Tbourida sięga wieków wstecz i jest głęboko zakorzeniona w kulturze Maroka. Jej nazwa pochodzi od arabskiego tbaroud, odnoszącego się do pokazów, w których jeźdźcy ruszają naprzód w idealnej synchronizacji i jednocześnie oddają strzały z karabinów.
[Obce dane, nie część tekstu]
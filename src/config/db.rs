// src/config/db.rs
// DOCUMENTATION: Database connection pool initialization
// PURPOSE: Setup and manage PostgreSQL connection pool

use crate::config::Config;
use sqlx::postgres::{PgPool, PgPoolOptions};
use std::time::Duration;

/// Initialize PostgreSQL connection pool and apply pending migrations
/// DOCUMENTATION: Called once during application startup in main.rs
/// Returns the pool used for all database operations
pub async fn init_db_pool(config: &Config) -> Result<PgPool, sqlx::Error> {
    log::info!("Initializing database pool");

    let pool = PgPoolOptions::new()
        .max_connections(config.db_max_connections)
        .acquire_timeout(Duration::from_secs(config.db_connection_timeout))
        // Idle connections recycled after 5 minutes, all after 30
        .idle_timeout(Duration::from_secs(300))
        .max_lifetime(Duration::from_secs(1800))
        .connect(&config.database_url)
        .await?;

    // Verify connection works before the server starts accepting requests
    sqlx::query("SELECT 1").execute(&pool).await?;

    sqlx::migrate!("./migrations").run(&pool).await?;

    log::info!("Database pool initialized and schema up to date");
    Ok(pool)
}
// src/services/campground_service.rs
// DOCUMENTATION: Business logic for campgrounds
// PURPOSE: Intermediary between handlers and repositories

use crate::db::{CampgroundRepository, ReviewRepository};
use crate::errors::CampError;
use crate::models::{
    Campground, CampgroundDetailResponse, CampgroundListResponse, CampgroundResponse,
    CreateCampgroundRequest, ListQuery, UpdateCampgroundRequest,
};
use sqlx::PgPool;
use uuid::Uuid;

pub struct CampgroundService;

impl CampgroundService {
    /// Create a new campground owned by the given user
    pub async fn create(
        pool: &PgPool,
        author_id: Uuid,
        req: CreateCampgroundRequest,
    ) -> Result<CampgroundResponse, CampError> {
        let campground = CampgroundRepository::create(pool, author_id, &req).await?;
        Ok(campground.to_response())
    }

    /// Paginated listing for the index page
    pub async fn list(pool: &PgPool, query: ListQuery) -> Result<CampgroundListResponse, CampError> {
        let (campgrounds, total_count) = CampgroundRepository::list(pool, &query).await?;

        let limit = query.limit.unwrap_or(20).clamp(1, 100);
        let page = query.page.unwrap_or(1).max(1);
        let has_more = total_count > page.saturating_mul(limit);

        Ok(CampgroundListResponse {
            data: campgrounds.iter().map(|c| c.to_response()).collect(),
            total_count,
            page,
            limit,
            has_more,
        })
    }

    /// Fetch the raw campground entity (ownership checks need the author id)
    pub async fn get(pool: &PgPool, id: Uuid) -> Result<Campground, CampError> {
        CampgroundRepository::get_by_id(pool, id).await
    }

    /// Detail view: campground plus its reviews
    pub async fn get_detail(pool: &PgPool, id: Uuid) -> Result<CampgroundDetailResponse, CampError> {
        let campground = CampgroundRepository::get_by_id(pool, id).await?;
        let reviews = ReviewRepository::get_by_campground(pool, campground.id).await?;

        Ok(CampgroundDetailResponse {
            campground: campground.to_response(),
            reviews: reviews.iter().map(|r| r.to_response()).collect(),
        })
    }

    /// Partial update of a campground
    pub async fn update(
        pool: &PgPool,
        id: Uuid,
        req: UpdateCampgroundRequest,
    ) -> Result<CampgroundResponse, CampError> {
        let campground = CampgroundRepository::update(pool, id, &req).await?;
        Ok(campground.to_response())
    }

    /// Delete a campground together with its reviews
    pub async fn delete(pool: &PgPool, id: Uuid) -> Result<(), CampError> {
        CampgroundRepository::delete(pool, id).await
    }
}
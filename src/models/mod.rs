// src/models/mod.rs
// DOCUMENTATION: Models module organization
// PURPOSE: Re-export model components

pub mod campground;
pub mod review;
pub mod session;
pub mod user;

pub use campground::*;
pub use review::*;
pub use session::*;
pub use user::*;
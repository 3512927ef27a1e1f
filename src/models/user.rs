// src/models/user.rs
// DOCUMENTATION: User identity models
// PURPOSE: Database entity plus registration/login DTOs

use chrono::{DateTime, Utc};
use serde::{Deserialize, Serialize};
use sqlx::FromRow;
use uuid::Uuid;
use validator::Validate;

/// User record as stored in PostgreSQL
/// The password hash is opaque to everything except the auth service.
#[derive(Debug, Clone, FromRow)]
pub struct User {
    pub id: Uuid,
    pub username: String,
    pub email: String,
    pub password_hash: String,
    pub created_at: DateTime<Utc>,
    pub updated_at: DateTime<Utc>,
}

/// Request DTO for POST /register
#[derive(Debug, Deserialize, Validate)]
pub struct RegisterRequest {
    #[validate(length(min = 3, max = 30))]
    pub username: String,

    #[validate(email)]
    pub email: String,

    #[validate(length(min = 8, max = 128))]
    pub password: String,
}

/// Request DTO for POST /login
#[derive(Debug, Deserialize, Validate)]
pub struct LoginRequest {
    #[validate(length(min = 1))]
    pub username: String,

    #[validate(length(min = 1))]
    pub password: String,
}

/// Public user DTO exposed via API
/// Never carries the email or password hash.
#[derive(Debug, Clone, Serialize, PartialEq, Eq)]
pub struct UserResponse {
    pub id: Uuid,
    pub username: String,
}

impl User {
    /// Convert database User into API response
    pub fn to_response(&self) -> UserResponse {
        UserResponse {
            id: self.id,
            username: self.username.clone(),
        }
    }
}

#[cfg(test)]
mod tests {
    use super::*;

    #[test]
    fn register_request_accepts_valid_input() {
        let req = RegisterRequest {
            username: "camper42".into(),
            email: "camper@example.com".into(),
            password: "correct horse battery".into(),
        };
        assert!(req.validate().is_ok());
    }

    #[test]
    fn register_request_rejects_malformed_email() {
        let req = RegisterRequest {
            username: "camper42".into(),
            email: "not-an-email".into(),
            password: "correct horse battery".into(),
        };
        assert!(req.validate().is_err());
    }

    #[test]
    fn register_request_rejects_short_password() {
        let req = RegisterRequest {
            username: "camper42".into(),
            email: "camper@example.com".into(),
            password: "short".into(),
        };
        assert!(req.validate().is_err());
    }

    #[test]
    fn response_hides_credentials() {
        let user = User {
            id: Uuid::new_v4(),
            username: "camper42".into(),
            email: "camper@example.com".into(),
            password_hash: "$2b$12$abcdefghijklmnopqrstuv".into(),
            created_at: Utc::now(),
            updated_at: Utc::now(),
        };
        let json = serde_json::to_value(user.to_response()).unwrap();
        assert!(json.get("password_hash").is_none());
        assert!(json.get("email").is_none());
        assert_eq!(json["username"], "camper42");
    }
}
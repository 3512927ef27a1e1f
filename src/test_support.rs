// src/test_support.rs
// DOCUMENTATION: Shared helpers for database-backed tests
// PURPOSE: Integration tests run only when TEST_DATABASE_URL points at a
// disposable PostgreSQL database; without it they return early and pass.

use sqlx::postgres::PgPoolOptions;
use sqlx::PgPool;
use uuid::Uuid;

/// Connect to the test database and bring its schema up to date.
/// Returns None when TEST_DATABASE_URL is unset or unreachable.
pub async fn database_pool() -> Option<PgPool> {
    let url = std::env::var("TEST_DATABASE_URL").ok()?;
    let pool = PgPoolOptions::new()
        .max_connections(2)
        .connect(&url)
        .await
        .ok()?;
    sqlx::migrate!("./migrations").run(&pool).await.ok()?;
    Some(pool)
}

/// A short unique name so repeated test runs never collide on unique columns
pub fn unique(prefix: &str) -> String {
    let suffix = Uuid::new_v4().simple().to_string();
    format!("{}{}", prefix, &suffix[..12])
}
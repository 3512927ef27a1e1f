// src/models/campground.rs
// DOCUMENTATION: Core data structures for campgrounds
// PURPOSE: Defines all serialization/deserialization models for API and database

use crate::models::{ReviewResponse, UserResponse};
use chrono::{DateTime, Utc};
use geojson::Geometry;
use serde::{Deserialize, Serialize};
use uuid::Uuid;
use validator::Validate;

/// Represents a complete campground record from the database
/// DOCUMENTATION: Coordinates are extracted from the PostGIS point via
/// ST_X(geom)/ST_Y(geom) in queries; the author username is joined in.
#[derive(Debug, Clone)]
pub struct Campground {
    /// Unique identifier (UUID v4)
    pub id: Uuid,

    /// Listing title - required field
    pub title: String,

    /// Detailed description
    pub description: String,

    /// Free-text place name, e.g. "Bakersfield, California"
    pub location: String,

    /// Nightly price, never negative
    pub price: f64,

    /// Image URLs attached to the listing
    pub images: Vec<String>,

    /// Geographic coordinates - longitude (from ST_X(geom))
    pub longitude: f64,

    /// Geographic coordinates - latitude (from ST_Y(geom))
    pub latitude: f64,

    /// Owning user
    pub author_id: Uuid,

    /// Owning user's username (joined)
    pub author_username: String,

    /// When record was created
    pub created_at: DateTime<Utc>,

    /// When record was last modified
    pub updated_at: DateTime<Utc>,
}

/// Request DTO for creating a new campground
/// DOCUMENTATION: Data transfer object for POST /campgrounds
#[derive(Debug, Deserialize, Validate)]
pub struct CreateCampgroundRequest {
    /// Listing title (required)
    #[validate(length(min = 1, max = 255))]
    pub title: String,

    /// Description (required)
    #[validate(length(min = 1))]
    pub description: String,

    /// Place name (required)
    #[validate(length(min = 1, max = 255))]
    pub location: String,

    /// Nightly price, must be >= 0
    #[validate(range(min = 0.0))]
    pub price: f64,

    /// Geographic coordinates [longitude, latitude]
    pub coordinates: [f64; 2],

    /// Image URLs
    #[serde(default)]
    pub images: Vec<String>,
}

/// Request DTO for updating an existing campground
/// DOCUMENTATION: All fields are optional - only provided fields are updated
#[derive(Debug, Deserialize, Validate)]
pub struct UpdateCampgroundRequest {
    #[validate(length(min = 1, max = 255))]
    pub title: Option<String>,

    #[validate(length(min = 1))]
    pub description: Option<String>,

    #[validate(length(min = 1, max = 255))]
    pub location: Option<String>,

    #[validate(range(min = 0.0))]
    pub price: Option<f64>,

    pub coordinates: Option<[f64; 2]>,

    pub images: Option<Vec<String>>,
}

/// Response DTO for API responses
/// DOCUMENTATION: The point geometry is exposed as a GeoJSON object so map
/// clients can consume it directly.
#[derive(Debug, Serialize)]
pub struct CampgroundResponse {
    pub id: Uuid,
    pub title: String,
    pub description: String,
    pub location: String,
    pub price: f64,
    pub images: Vec<String>,
    pub geometry: Geometry,
    pub author: UserResponse,
    pub created_at: DateTime<Utc>,
    pub updated_at: DateTime<Utc>,
}

/// Detailed response DTO for GET /campgrounds/{id}
#[derive(Debug, Serialize)]
pub struct CampgroundDetailResponse {
    #[serde(flatten)]
    pub campground: CampgroundResponse,
    pub reviews: Vec<ReviewResponse>,
}

/// Listing query parameters
/// DOCUMENTATION: DTO for parsing the query string of GET /campgrounds
#[derive(Debug, Deserialize)]
pub struct ListQuery {
    /// Page number (1-based)
    pub page: Option<i64>,

    /// Results per page (max 100)
    pub limit: Option<i64>,
}

/// Paginated listing response
#[derive(Debug, Serialize)]
pub struct CampgroundListResponse {
    /// Array of campground results
    pub data: Vec<CampgroundResponse>,

    /// Total number of campgrounds (regardless of pagination)
    pub total_count: i64,

    /// Current page number
    pub page: i64,

    /// Results per page
    pub limit: i64,

    /// Whether more results exist on next page
    pub has_more: bool,
}

impl Campground {
    /// Convert Campground to CampgroundResponse for the API
    pub fn to_response(&self) -> CampgroundResponse {
        CampgroundResponse {
            id: self.id,
            title: self.title.clone(),
            description: self.description.clone(),
            location: self.location.clone(),
            price: self.price,
            images: self.images.clone(),
            geometry: Geometry::new(geojson::Value::Point(vec![self.longitude, self.latitude])),
            author: UserResponse {
                id: self.author_id,
                username: self.author_username.clone(),
            },
            created_at: self.created_at,
            updated_at: self.updated_at,
        }
    }
}

#[cfg(test)]
mod tests {
    use super::*;

    fn valid_request() -> CreateCampgroundRequest {
        CreateCampgroundRequest {
            title: "Misty Pines".into(),
            description: "Tall trees, cold river.".into(),
            location: "Bend, Oregon".into(),
            price: 24.5,
            coordinates: [-121.3, 44.05],
            images: vec!["https://example.com/pines.jpg".into()],
        }
    }

    #[test]
    fn create_request_accepts_valid_payload() {
        assert!(valid_request().validate().is_ok());
    }

    #[test]
    fn create_request_rejects_negative_price() {
        let mut req = valid_request();
        req.price = -1.0;
        assert!(req.validate().is_err());
    }

    #[test]
    fn create_request_rejects_empty_title() {
        let mut req = valid_request();
        req.title = String::new();
        assert!(req.validate().is_err());
    }

    #[test]
    fn update_request_rejects_negative_price() {
        let req = UpdateCampgroundRequest {
            title: None,
            description: None,
            location: None,
            price: Some(-0.01),
            coordinates: None,
            images: None,
        };
        assert!(req.validate().is_err());
    }

    #[test]
    fn response_serializes_geojson_point() {
        let camp = Campground {
            id: Uuid::new_v4(),
            title: "Misty Pines".into(),
            description: "Tall trees.".into(),
            location: "Bend, Oregon".into(),
            price: 24.5,
            images: vec![],
            longitude: -121.3,
            latitude: 44.05,
            author_id: Uuid::new_v4(),
            author_username: "camper42".into(),
            created_at: Utc::now(),
            updated_at: Utc::now(),
        };
        let json = serde_json::to_value(camp.to_response()).unwrap();
        assert_eq!(json["geometry"]["type"], "Point");
        assert_eq!(json["geometry"]["coordinates"][0], -121.3);
        assert_eq!(json["geometry"]["coordinates"][1], 44.05);
        assert_eq!(json["author"]["username"], "camper42");
    }
}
Ten spektakularny rytuał ucieleśnia odwagę, mistrzostwo oraz wojownicze dziedzictwo marokańskich konnych wojowników. Od 2000 roku Tbourida jest również oficjalnie regulowanym sportem, z zawodami organizowanymi w całym królestwie, a obecnie jest uznawana za element niematerialnego dziedzictwa kulturowego UNESCO.
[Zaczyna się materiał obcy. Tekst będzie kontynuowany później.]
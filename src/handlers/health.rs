// src/handlers/health.rs
// DOCUMENTATION: Health check handler
// PURPOSE: Simple endpoint to verify service status

use actix_web::{web, HttpResponse, Responder};
use serde_json::json;

pub async fn health_check() -> impl Responder {
    HttpResponse::Ok().json(json!({
        "status": "ok",
        "service": "yelpcamp",
        "version": env!("CARGO_PKG_VERSION")
    }))
}

pub fn config(cfg: &mut web::ServiceConfig) {
    cfg.route("/health", web::get().to(health_check));
}
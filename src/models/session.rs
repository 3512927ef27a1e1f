// src/models/session.rs
// DOCUMENTATION: Server-side session state
// PURPOSE: Session row shape, one-shot flash messages, page render wrapper

use crate::models::UserResponse;
use chrono::{DateTime, Utc};
use serde::Serialize;
use sqlx::FromRow;
use uuid::Uuid;

/// Session record as stored in PostgreSQL
/// The id doubles as the opaque token carried in the session cookie.
/// `user_id` is NULL for anonymous sessions (e.g. a failed login that only
/// needs somewhere to park a flash message).
#[derive(Debug, Clone, FromRow)]
pub struct Session {
    pub id: Uuid,
    pub user_id: Option<Uuid>,
    pub flash_success: Option<String>,
    pub flash_error: Option<String>,
    pub expires_at: DateTime<Utc>,
    pub created_at: DateTime<Utc>,
}

/// One-time notifications, cleared after being rendered once
#[derive(Debug, Clone, Default, Serialize, PartialEq, Eq)]
pub struct Flash {
    pub success: Option<String>,
    pub error: Option<String>,
}

impl Flash {
    pub fn is_empty(&self) -> bool {
        self.success.is_none() && self.error.is_none()
    }
}

/// Wrapper serialized by every page-rendering GET
/// DOCUMENTATION: Carries the payload a template would render plus the
/// request-scoped session data (current user and consumed flash messages).
#[derive(Debug, Serialize)]
pub struct Page<T: Serialize> {
    #[serde(flatten)]
    pub body: T,
    pub current_user: Option<UserResponse>,
    pub flash: Flash,
}

impl<T: Serialize> Page<T> {
    pub fn new(body: T, current_user: Option<UserResponse>, flash: Flash) -> Self {
        Page {
            body,
            current_user,
            flash,
        }
    }
}

#[cfg(test)]
mod tests {
    use super::*;
    use serde_json::json;

    #[test]
    fn page_flattens_body_fields() {
        let page = Page::new(
            json!({ "title": "Misty Pines" }),
            None,
            Flash {
                success: Some("Welcome back!".into()),
                error: None,
            },
        );
        let rendered = serde_json::to_value(&page).unwrap();
        assert_eq!(rendered["title"], "Misty Pines");
        assert_eq!(rendered["flash"]["success"], "Welcome back!");
        assert!(rendered["current_user"].is_null());
    }

    #[test]
    fn flash_default_is_empty() {
        assert!(Flash::default().is_empty());
    }
}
Dla fotografów jest to niezwykle intensywny moment — wszystko dzieje się w oszałamiającym tempie. Większość osób fotografuje konie od przodu, ustawione w idealnej linii, gdy jeźdźcy wystrzeliwują czarny proch w powietrze — celem jest uchwycenie idealnej synchronizacji grupy.
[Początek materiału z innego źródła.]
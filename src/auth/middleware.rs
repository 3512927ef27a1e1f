// src/auth/middleware.rs
// DOCUMENTATION: Request-scoped session extractors
// PURPOSE: Login-required guard and per-request session context.
// The original leaned on ambient middleware state (req.user / res.locals);
// here that state is explicit extractor output passed into each handler.

use crate::db::SessionRepository;
use crate::errors::CampError;
use crate::models::{Flash, UserResponse};
use actix_web::cookie::{time::Duration as CookieDuration, Cookie, SameSite};
use actix_web::{dev::Payload, http::header, web, FromRequest, HttpRequest, HttpResponse};
use serde::Serialize;
use sqlx::PgPool;
use std::future::Future;
use std::pin::Pin;
use uuid::Uuid;

/// Name of the cookie carrying the opaque session token
pub const SESSION_COOKIE: &str = "camp_session";

/// Build the session cookie for a token
/// HttpOnly per OWASP; Lax keeps the redirect flows working.
pub fn session_cookie(session_id: Uuid) -> Cookie<'static> {
    Cookie::build(SESSION_COOKIE, session_id.to_string())
        .path("/")
        .http_only(true)
        .same_site(SameSite::Lax)
        .max_age(CookieDuration::days(7))
        .finish()
}

/// Extract the session token from the request cookie, if present and well-formed
pub fn session_id_from_request(req: &HttpRequest) -> Option<Uuid> {
    req.cookie(SESSION_COOKIE)
        .and_then(|c| Uuid::parse_str(c.value()).ok())
}

fn pool_from_request(req: &HttpRequest) -> Result<web::Data<PgPool>, CampError> {
    req.app_data::<web::Data<PgPool>>().cloned().ok_or_else(|| {
        log::error!("PgPool missing from app data");
        CampError::InternalError
    })
}

/// 303 See Other to `location`
pub fn see_other(location: &str) -> HttpResponse {
    HttpResponse::SeeOther()
        .insert_header((header::LOCATION, location.to_string()))
        .finish()
}

/// Flash a message and redirect, creating an anonymous session when the
/// requester has none to hang the flash on.
pub async fn flash_redirect(
    pool: &PgPool,
    req: &HttpRequest,
    flash: Flash,
    location: &str,
) -> Result<HttpResponse, CampError> {
    if let Some(session_id) = session_id_from_request(req) {
        if SessionRepository::get(pool, session_id).await?.is_some() {
            SessionRepository::set_flash(pool, session_id, &flash).await?;
            return Ok(see_other(location));
        }
    }

    let session = SessionRepository::create(pool, None, flash).await?;
    let mut response = see_other(location);
    response
        .add_cookie(&session_cookie(session.id))
        .map_err(|e| {
            log::error!("Failed to attach session cookie: {}", e);
            CampError::InternalError
        })?;
    Ok(response)
}

/// Login-required guard
/// DOCUMENTATION: Resolves the session cookie to a logged-in user. On failure
/// it parks a flash error on the session (when one exists) and fails with
/// `Unauthenticated`, which renders as a 303 redirect to /login.
#[derive(Debug, Clone)]
pub struct CurrentUser {
    pub id: Uuid,
    pub username: String,
    pub session_id: Uuid,
}

impl FromRequest for CurrentUser {
    type Error = CampError;
    type Future = Pin<Box<dyn Future<Output = Result<CurrentUser, CampError>>>>;

    fn from_request(req: &HttpRequest, _payload: &mut Payload) -> Self::Future {
        let req = req.clone();
        Box::pin(async move {
            // No cookie means no session; skip the database entirely
            let Some(session_id) = session_id_from_request(&req) else {
                return Err(CampError::Unauthenticated);
            };

            let pool = pool_from_request(&req)?;

            match SessionRepository::find_user(pool.get_ref(), session_id).await? {
                Some(user) => Ok(CurrentUser {
                    id: user.id,
                    username: user.username,
                    session_id,
                }),
                None => {
                    let flash = Flash {
                        success: None,
                        error: Some("You must be signed in".into()),
                    };
                    // Best effort: the redirect happens either way
                    if let Err(e) =
                        SessionRepository::set_flash(pool.get_ref(), session_id, &flash).await
                    {
                        log::warn!("Could not flash session {}: {}", session_id, e);
                    }
                    Err(CampError::Unauthenticated)
                }
            }
        })
    }
}

/// Per-request session context for page-rendering GETs
/// DOCUMENTATION: Optional current user plus flash messages, which are
/// consumed (cleared) by this extractor - flash is displayed exactly once.
#[derive(Debug, Clone)]
pub struct SessionContext {
    pub current_user: Option<UserResponse>,
    pub flash: Flash,
}

impl SessionContext {
    /// Wrap a page body with the session data every render carries
    pub fn render<T: Serialize>(&self, body: T) -> crate::models::Page<T> {
        crate::models::Page::new(body, self.current_user.clone(), self.flash.clone())
    }
}

impl FromRequest for SessionContext {
    type Error = CampError;
    type Future = Pin<Box<dyn Future<Output = Result<SessionContext, CampError>>>>;

    fn from_request(req: &HttpRequest, _payload: &mut Payload) -> Self::Future {
        let req = req.clone();
        Box::pin(async move {
            let Some(session_id) = session_id_from_request(&req) else {
                return Ok(SessionContext {
                    current_user: None,
                    flash: Flash::default(),
                });
            };

            let pool = pool_from_request(&req)?;
            let current_user = SessionRepository::find_user(pool.get_ref(), session_id)
                .await?
                .map(|u| u.to_response());
            let flash = SessionRepository::take_flash(pool.get_ref(), session_id).await?;

            Ok(SessionContext {
                current_user,
                flash,
            })
        })
    }
}

#[cfg(test)]
mod tests {
    use super::*;
    use actix_web::test::TestRequest;

    #[test]
    fn session_cookie_is_hardened() {
        let id = Uuid::new_v4();
        let cookie = session_cookie(id);
        assert_eq!(cookie.name(), SESSION_COOKIE);
        assert_eq!(cookie.value(), id.to_string());
        assert_eq!(cookie.http_only(), Some(true));
        assert_eq!(cookie.same_site(), Some(SameSite::Lax));
        assert_eq!(cookie.path(), Some("/"));
        assert_eq!(cookie.max_age(), Some(CookieDuration::days(7)));
    }

    #[test]
    fn session_id_parses_from_cookie() {
        let id = Uuid::new_v4();
        let req = TestRequest::default()
            .cookie(session_cookie(id))
            .to_http_request();
        assert_eq!(session_id_from_request(&req), Some(id));
    }

    #[test]
    fn garbage_cookie_yields_no_session() {
        let req = TestRequest::default()
            .cookie(Cookie::new(SESSION_COOKIE, "not-a-uuid"))
            .to_http_request();
        assert_eq!(session_id_from_request(&req), None);
    }

    #[test]
    fn missing_cookie_yields_no_session() {
        let req = TestRequest::default().to_http_request();
        assert_eq!(session_id_from_request(&req), None);
    }

    #[test]
    fn see_other_sets_location() {
        let resp = see_other("/campgrounds");
        assert_eq!(resp.status(), actix_web::http::StatusCode::SEE_OTHER);
        assert_eq!(
            resp.headers()
                .get(header::LOCATION)
                .and_then(|v| v.to_str().ok()),
            Some("/campgrounds")
        );
    }
}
Ja jednak podszedłem do tego inaczej, stając lekko z boku, niemal jak zaproszony obserwator. Chciałem uchwycić coś innego, zrobić krok w bok, wyjść poza zwykły kadr. Staram się — z całą pokorą — podążać drogą bardziej artystyczną niż dokumentalną. I właśnie w tym miejscu zdjęcie „upadku” ujawnia swoje pełne znaczenie. Przełamuje oczekiwany obraz: w sytuacji, w której zazwyczaj dominuje siła i pokaz umiejętności, uchwyciłem moment głęboko ludzki — kruchość. Niektórzy radzili mi nawet, abym je usunął, ponieważ kulturowo mogłoby zostać odebrane jako porażka. Ale dla mnie upadanie jest częścią życia jeźdźca. To zdjęcie jest symbolem. Reprezentuje odwagę i siłę, by powstać na nowo. Dla mnie to potężna metafora odporności i odwagi.

Wydaje się, że masz szczególną więź z końmi — czy to prawda? Opowiedz nam więcej.
TAMRON 35–150mm + Sony A7CR – 35 mm – f/3.5 – 1/4000 – ISO 100

Wydaje się, że masz szczególną więź z końmi — czy to prawda? Opowiedz nam więcej.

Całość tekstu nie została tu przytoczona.